Sadira turns Jago into her puppet.

If you're willing to fork out a bit of cash for the first wave of six characters as part of the Combo Breaker or Ultra Edition - with two additional fighters (Spinal and Fulgore) to come later down the line for Season 1 – then Killer Instinct's long-term appeal is extended somewhat, because you'll soon grow tired of having Jago as a single character. Even with the entire six character cast unlocked, there isn't a great deal of scope for experimentation, as you'll soon exhaust the sextet's potential.

Killer Instinct in its current free-to-play form is fairly bare bones, but the promise of an Arcade mode and more to come in a future update, and the fact that it's free make it entirely essential. Without the upcoming update, Killer Instinct's first port of call has to be the Dojo, where like Street Fighter IV, you're presented with a generic wireframe arena and a series of lessons to complete. It's here that you'll cut your teeth and become acquainted with the basics, before being presented with more advanced techniques and combos.

And as you'd expect, it's the combos that are at the very core of Killer Instinct's fighting experience. Combos are king. It's what sets it apart from Street Fighter, Tekken, Mortal Kombat and the like, giving you the opportunity to string together some ludicrous multi-hit assaults against your opponents. Each character is markedly different enough to warrant dalliances with each to learn their moves and unique nuances, although like any fighter you'll soon pick your favourites and learn their ins and outs.

AI or human opponents can be fought locally through the game's Versus mode, while Practice is a place where you can simply hone and sharpen your skills. Online and Survival is where the real meat of Killer Instinct lies, though again, the dearth of characters inevitably leads to repetition.

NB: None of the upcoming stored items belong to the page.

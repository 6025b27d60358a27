#![forbid(unsafe_code)]

use crate::parse::parse_date;
use crate::records::{Activity, Direction, Kpi};
use time::Date;

#[derive(Clone, Copy, Debug, PartialEq, Eq, Hash)]
pub enum KpiStatus {
    Ahead,
    Met,
    Behind,
}

impl KpiStatus {
    pub fn as_str(self) -> &'static str {
        match self {
            Self::Ahead => "ahead",
            Self::Met => "met",
            Self::Behind => "behind",
        }
    }
}

/// Exact comparison, no tolerance: `0.1 + 0.2` against `0.3` is not `Met`.
#[allow(clippy::float_cmp)]
pub fn classify(target: f64, actual: f64, direction: Direction) -> KpiStatus {
    if actual == target {
        return KpiStatus::Met;
    }
    let better = match direction {
        Direction::Ascending => actual > target,
        Direction::Descending => actual < target,
    };
    if better {
        KpiStatus::Ahead
    } else {
        KpiStatus::Behind
    }
}

pub fn is_overdue(progress: i64, end_date: Date, today: Date) -> bool {
    progress < 100 && end_date < today
}

#[derive(Clone, Copy, Debug, PartialEq, Eq)]
pub enum OverdueState {
    Overdue,
    NotOverdue,
    /// The end date could not be parsed; counted separately, never as on time or late.
    NotComparable,
}

impl OverdueState {
    pub fn as_str(self) -> &'static str {
        match self {
            Self::Overdue => "overdue",
            Self::NotOverdue => "not_overdue",
            Self::NotComparable => "not_comparable",
        }
    }
}

pub fn overdue_state(progress: i64, end_date: &str, today: Date) -> OverdueState {
    if progress >= 100 {
        return OverdueState::NotOverdue;
    }
    match parse_date(end_date) {
        Some(end) if is_overdue(progress, end, today) => OverdueState::Overdue,
        Some(_) => OverdueState::NotOverdue,
        None => OverdueState::NotComparable,
    }
}

#[derive(Clone, Copy, Debug, Default, PartialEq, Eq)]
pub struct ActivitySummary {
    pub total: usize,
    pub completed: usize,
    pub overdue: usize,
    pub not_comparable: usize,
    /// Mean progress rounded down; zero for an empty set.
    pub average_progress: u8,
}

pub fn summarize_activities<'a>(
    activities: impl IntoIterator<Item = &'a Activity>,
    today: Date,
) -> ActivitySummary {
    let mut summary = ActivitySummary::default();
    let mut progress_sum: u64 = 0;
    for activity in activities {
        summary.total += 1;
        progress_sum += u64::from(activity.progress);
        if activity.progress >= 100 {
            summary.completed += 1;
        }
        match overdue_state(i64::from(activity.progress), &activity.end_date, today) {
            OverdueState::Overdue => summary.overdue += 1,
            OverdueState::NotComparable => summary.not_comparable += 1,
            OverdueState::NotOverdue => {}
        }
    }
    if summary.total > 0 {
        summary.average_progress = (progress_sum / summary.total as u64) as u8;
    }
    summary
}

#[derive(Clone, Copy, Debug, Default, PartialEq, Eq)]
pub struct KpiSummary {
    pub ahead: usize,
    pub met: usize,
    pub behind: usize,
}

pub fn summarize_kpis<'a>(kpis: impl IntoIterator<Item = &'a Kpi>) -> KpiSummary {
    let mut summary = KpiSummary::default();
    for kpi in kpis {
        match classify(kpi.target, kpi.actual, kpi.direction) {
            KpiStatus::Ahead => summary.ahead += 1,
            KpiStatus::Met => summary.met += 1,
            KpiStatus::Behind => summary.behind += 1,
        }
    }
    summary
}
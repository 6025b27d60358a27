#![forbid(unsafe_code)]

use super::{StoreError, TableStore};
use sb_core::Snapshot;
use sb_core::schema::TableSchema;
use tracing::{debug, info};

/// One snapshot read plus what was done to it at the boundary.
#[derive(Clone, Debug)]
pub struct TableRead {
    pub schema: TableSchema,
    pub snapshot: Snapshot,
    /// Store revision observed by this read.
    pub revision: i64,
    /// Expected columns the stored table lacked; they are present (empty) in
    /// `snapshot` and land in the store on the next write.
    pub healed: Vec<String>,
}

/// Reads a whole table and synthesizes any expected column it is missing.
pub fn read_table<S: TableStore + ?Sized>(
    store: &S,
    schema: TableSchema,
) -> Result<TableRead, StoreError> {
    let stored = store.read(schema.name)?;
    let mut snapshot = Snapshot::from_grid(stored.header, stored.rows);
    let healed = snapshot.heal(schema.columns);
    if !healed.is_empty() {
        info!(table = schema.name, columns = ?healed, "synthesized missing columns");
    }
    debug!(
        table = schema.name,
        rows = snapshot.len(),
        revision = stored.revision,
        "snapshot read"
    );
    Ok(TableRead {
        schema,
        snapshot,
        revision: stored.revision,
        healed,
    })
}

Next to fully-formed fighting game packages like Street Fighter IV, Injustice, DoA, Tekken and Mortal Kombat, Killer Instinct's character roster just seems incredibly miserly, and when you're paying $19.99 for the Combo Breaker Pack with eight characters or $39.99 for the Ultra Edition with eight fighters, each with extra costumes and the original Killer Instinct Classic, the value for money factor isn't quite there.

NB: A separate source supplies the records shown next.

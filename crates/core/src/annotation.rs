#![forbid(unsafe_code)]

//! Append-only comment logs.
//!
//! A log cell holds zero or more entries, oldest first, joined by a separator
//! line. Each entry reads `* <YYYY-MM-DD HH:MM>: <text>` with a UTC timestamp.
//! Entries are only ever appended; existing text is carried over byte for byte.

use time::OffsetDateTime;
use time::macros::format_description;

pub const ENTRY_MARKER: &str = "*";
pub const ENTRY_SEPARATOR: &str = "----------";

pub fn format_timestamp(now: OffsetDateTime) -> String {
    now.to_offset(time::UtcOffset::UTC)
        .format(format_description!("[year]-[month]-[day] [hour]:[minute]"))
        .unwrap_or_else(|_| "1970-01-01 00:00".to_string())
}

pub fn format_entry(text: &str, now: OffsetDateTime) -> String {
    format!("{ENTRY_MARKER} {}: {}", format_timestamp(now), text.trim())
}

/// Appends `new_text` to `existing_log`. Blank input returns the log unchanged.
pub fn append_entry(existing_log: &str, new_text: &str, now: OffsetDateTime) -> String {
    if new_text.trim().is_empty() {
        return existing_log.to_string();
    }
    let entry = format_entry(new_text, now);
    if existing_log.is_empty() {
        return entry;
    }
    format!("{existing_log}\n{ENTRY_SEPARATOR}\n{entry}")
}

Yet there's something irresistibly retro about Killer Instinct that makes it hard not to like, despite its shortcomings. And there's no disputing how robust the core fighting experience is. It's simply the lack of content that holds the game back.

Mastering anything above 10-20 hit combos will take some real commitment and dexterity. The moment when the booming voice of the game's announcer exclaims that you've pulled off a 100-hit 'Ultra' combo, you'll be punching the air triumphantly.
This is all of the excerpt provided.